Description of the task:
Check each line of the listing, and copy it if it contains the word "derive".

START Listed entries

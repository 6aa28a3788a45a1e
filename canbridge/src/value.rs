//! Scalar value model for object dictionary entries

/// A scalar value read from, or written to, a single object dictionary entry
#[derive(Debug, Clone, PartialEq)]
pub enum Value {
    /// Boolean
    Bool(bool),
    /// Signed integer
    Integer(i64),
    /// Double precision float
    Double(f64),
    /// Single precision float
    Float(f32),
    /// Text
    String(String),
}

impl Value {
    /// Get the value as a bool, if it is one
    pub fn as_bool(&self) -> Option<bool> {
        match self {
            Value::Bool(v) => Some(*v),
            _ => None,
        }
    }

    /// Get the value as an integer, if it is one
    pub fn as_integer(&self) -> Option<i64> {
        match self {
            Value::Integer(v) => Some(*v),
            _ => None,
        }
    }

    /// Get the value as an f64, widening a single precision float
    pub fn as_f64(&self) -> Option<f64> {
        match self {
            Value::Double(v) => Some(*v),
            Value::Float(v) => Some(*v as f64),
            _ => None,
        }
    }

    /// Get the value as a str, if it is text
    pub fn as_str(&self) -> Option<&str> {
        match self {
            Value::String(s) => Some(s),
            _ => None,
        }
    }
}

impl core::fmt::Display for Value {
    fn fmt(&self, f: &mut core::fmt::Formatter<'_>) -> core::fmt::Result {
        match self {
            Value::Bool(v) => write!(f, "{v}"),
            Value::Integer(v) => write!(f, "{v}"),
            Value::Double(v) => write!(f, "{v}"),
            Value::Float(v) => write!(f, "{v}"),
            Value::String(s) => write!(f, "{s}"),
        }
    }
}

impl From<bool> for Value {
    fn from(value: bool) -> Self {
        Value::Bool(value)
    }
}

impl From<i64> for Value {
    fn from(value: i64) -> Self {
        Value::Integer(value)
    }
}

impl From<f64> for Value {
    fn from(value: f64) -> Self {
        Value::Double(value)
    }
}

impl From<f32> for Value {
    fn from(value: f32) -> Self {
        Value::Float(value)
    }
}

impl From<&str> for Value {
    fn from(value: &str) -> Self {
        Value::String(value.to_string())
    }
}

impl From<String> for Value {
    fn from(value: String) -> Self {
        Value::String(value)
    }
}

END Listed entries
START Listed entries

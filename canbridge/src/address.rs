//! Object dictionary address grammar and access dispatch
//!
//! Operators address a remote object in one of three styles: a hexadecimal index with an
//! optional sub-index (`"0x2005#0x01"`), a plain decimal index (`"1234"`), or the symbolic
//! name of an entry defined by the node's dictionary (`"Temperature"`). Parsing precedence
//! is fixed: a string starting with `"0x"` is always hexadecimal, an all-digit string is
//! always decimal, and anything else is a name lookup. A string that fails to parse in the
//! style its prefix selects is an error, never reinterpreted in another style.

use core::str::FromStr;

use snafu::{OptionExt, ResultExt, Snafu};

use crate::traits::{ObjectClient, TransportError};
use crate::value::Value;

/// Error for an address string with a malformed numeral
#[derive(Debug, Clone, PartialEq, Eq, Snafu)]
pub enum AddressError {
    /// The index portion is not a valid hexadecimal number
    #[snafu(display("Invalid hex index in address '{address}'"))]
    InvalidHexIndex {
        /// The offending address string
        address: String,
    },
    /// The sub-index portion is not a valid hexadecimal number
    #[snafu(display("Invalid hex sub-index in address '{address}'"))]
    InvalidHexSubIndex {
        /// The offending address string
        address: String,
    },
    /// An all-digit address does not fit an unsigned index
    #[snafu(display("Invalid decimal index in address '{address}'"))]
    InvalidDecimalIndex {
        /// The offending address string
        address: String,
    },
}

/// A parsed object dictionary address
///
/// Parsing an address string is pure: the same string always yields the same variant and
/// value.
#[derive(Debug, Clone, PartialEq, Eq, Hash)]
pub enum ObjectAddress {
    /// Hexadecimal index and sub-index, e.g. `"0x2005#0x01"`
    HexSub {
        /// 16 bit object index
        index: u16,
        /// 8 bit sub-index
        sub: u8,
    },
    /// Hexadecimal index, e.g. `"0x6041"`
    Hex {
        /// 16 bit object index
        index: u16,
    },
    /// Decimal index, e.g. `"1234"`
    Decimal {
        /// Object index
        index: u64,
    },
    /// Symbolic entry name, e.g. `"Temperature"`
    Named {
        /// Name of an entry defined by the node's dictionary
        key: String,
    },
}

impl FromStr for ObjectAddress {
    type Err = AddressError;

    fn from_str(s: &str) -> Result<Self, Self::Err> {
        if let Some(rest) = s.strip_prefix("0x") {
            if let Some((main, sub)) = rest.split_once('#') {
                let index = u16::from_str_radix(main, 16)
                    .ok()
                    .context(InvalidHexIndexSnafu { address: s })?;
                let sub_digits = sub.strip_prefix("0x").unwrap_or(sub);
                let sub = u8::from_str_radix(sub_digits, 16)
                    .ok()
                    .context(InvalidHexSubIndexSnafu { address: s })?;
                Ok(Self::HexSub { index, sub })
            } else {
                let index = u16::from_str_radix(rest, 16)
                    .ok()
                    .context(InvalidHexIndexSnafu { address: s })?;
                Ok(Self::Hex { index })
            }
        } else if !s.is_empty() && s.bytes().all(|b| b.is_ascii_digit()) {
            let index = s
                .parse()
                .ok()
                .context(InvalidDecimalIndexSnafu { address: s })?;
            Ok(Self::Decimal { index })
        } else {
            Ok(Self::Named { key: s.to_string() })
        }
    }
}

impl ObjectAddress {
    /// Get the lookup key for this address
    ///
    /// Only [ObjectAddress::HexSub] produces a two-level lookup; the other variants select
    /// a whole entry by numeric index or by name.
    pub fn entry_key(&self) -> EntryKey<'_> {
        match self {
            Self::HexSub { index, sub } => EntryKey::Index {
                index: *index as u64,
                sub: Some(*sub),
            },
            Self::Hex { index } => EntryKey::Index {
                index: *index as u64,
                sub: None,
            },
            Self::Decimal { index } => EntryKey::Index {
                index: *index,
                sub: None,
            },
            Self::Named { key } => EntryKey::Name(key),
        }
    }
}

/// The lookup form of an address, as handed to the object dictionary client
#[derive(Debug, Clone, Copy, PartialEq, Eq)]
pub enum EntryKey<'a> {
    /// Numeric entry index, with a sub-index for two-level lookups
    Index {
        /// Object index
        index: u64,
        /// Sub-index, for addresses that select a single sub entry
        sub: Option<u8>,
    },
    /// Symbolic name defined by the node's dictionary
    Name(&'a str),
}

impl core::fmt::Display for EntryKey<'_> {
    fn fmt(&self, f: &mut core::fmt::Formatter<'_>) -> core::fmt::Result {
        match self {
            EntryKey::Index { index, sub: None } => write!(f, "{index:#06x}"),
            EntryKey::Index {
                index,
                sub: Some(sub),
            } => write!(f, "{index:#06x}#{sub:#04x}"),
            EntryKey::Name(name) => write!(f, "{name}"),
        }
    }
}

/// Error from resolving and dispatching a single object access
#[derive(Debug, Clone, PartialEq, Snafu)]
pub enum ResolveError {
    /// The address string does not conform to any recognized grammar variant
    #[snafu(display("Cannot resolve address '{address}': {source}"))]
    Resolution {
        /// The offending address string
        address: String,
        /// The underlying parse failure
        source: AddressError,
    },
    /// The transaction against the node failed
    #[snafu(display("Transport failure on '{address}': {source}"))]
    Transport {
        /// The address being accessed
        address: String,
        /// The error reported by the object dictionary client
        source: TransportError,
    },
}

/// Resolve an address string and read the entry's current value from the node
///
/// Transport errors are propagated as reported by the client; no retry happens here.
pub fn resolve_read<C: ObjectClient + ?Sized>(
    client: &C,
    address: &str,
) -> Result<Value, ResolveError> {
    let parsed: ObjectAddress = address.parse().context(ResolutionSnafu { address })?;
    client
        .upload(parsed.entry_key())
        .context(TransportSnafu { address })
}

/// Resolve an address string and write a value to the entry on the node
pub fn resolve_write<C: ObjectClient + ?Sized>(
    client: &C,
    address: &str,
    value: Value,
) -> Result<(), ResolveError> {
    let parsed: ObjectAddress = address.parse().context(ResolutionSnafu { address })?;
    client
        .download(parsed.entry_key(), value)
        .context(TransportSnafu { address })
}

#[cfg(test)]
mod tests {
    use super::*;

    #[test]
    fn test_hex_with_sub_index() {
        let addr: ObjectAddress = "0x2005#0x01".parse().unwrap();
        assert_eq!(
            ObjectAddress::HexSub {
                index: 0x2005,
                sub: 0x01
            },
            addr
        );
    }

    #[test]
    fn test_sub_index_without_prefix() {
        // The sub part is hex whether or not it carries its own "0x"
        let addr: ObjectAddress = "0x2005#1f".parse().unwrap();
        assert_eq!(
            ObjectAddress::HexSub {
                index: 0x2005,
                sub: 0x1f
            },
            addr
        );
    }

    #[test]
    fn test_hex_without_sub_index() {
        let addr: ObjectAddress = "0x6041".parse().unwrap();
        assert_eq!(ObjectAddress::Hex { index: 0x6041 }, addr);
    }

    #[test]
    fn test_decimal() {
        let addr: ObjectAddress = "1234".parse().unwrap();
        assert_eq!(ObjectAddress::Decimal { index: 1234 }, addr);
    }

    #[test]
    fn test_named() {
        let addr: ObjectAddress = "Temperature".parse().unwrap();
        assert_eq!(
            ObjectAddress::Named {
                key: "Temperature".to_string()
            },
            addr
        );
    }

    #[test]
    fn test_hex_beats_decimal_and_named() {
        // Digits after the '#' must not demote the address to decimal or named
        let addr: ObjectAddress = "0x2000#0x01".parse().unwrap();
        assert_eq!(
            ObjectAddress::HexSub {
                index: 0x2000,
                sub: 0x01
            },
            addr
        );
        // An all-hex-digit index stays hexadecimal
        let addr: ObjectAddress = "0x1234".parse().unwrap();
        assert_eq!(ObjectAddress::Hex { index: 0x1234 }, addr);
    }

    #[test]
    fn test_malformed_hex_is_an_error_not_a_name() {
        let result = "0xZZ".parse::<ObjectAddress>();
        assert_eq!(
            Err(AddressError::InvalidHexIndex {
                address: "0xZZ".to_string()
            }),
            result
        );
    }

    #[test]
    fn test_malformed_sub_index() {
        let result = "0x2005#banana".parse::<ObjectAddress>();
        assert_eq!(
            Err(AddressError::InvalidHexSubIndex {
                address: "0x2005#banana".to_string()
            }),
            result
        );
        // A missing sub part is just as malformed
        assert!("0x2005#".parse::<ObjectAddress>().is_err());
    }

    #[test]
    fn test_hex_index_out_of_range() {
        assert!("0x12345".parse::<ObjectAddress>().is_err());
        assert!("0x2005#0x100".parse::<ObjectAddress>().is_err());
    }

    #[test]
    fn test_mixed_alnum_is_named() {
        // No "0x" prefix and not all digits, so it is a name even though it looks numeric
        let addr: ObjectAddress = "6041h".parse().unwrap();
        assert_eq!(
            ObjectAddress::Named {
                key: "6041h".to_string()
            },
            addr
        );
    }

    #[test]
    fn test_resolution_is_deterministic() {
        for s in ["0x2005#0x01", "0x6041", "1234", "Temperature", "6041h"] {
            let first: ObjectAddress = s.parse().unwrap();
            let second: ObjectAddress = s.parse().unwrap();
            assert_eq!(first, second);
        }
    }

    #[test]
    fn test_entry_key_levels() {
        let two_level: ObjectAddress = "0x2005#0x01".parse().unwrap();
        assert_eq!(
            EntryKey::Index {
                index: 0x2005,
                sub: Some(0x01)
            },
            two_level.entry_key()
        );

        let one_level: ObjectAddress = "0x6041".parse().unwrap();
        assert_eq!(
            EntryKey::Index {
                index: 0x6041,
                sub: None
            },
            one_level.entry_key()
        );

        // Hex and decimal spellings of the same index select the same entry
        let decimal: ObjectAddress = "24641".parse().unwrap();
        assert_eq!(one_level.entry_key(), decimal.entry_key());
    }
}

END Listed entries

Response below:
#[derive(Debug, Clone, PartialEq)]
#[derive(Debug, Clone, PartialEq, Eq, Snafu)]
#[derive(Debug, Clone, PartialEq, Eq, Hash)]
#[derive(Debug, Clone, Copy, PartialEq, Eq)]
#[derive(Debug, Clone, PartialEq, Snafu)]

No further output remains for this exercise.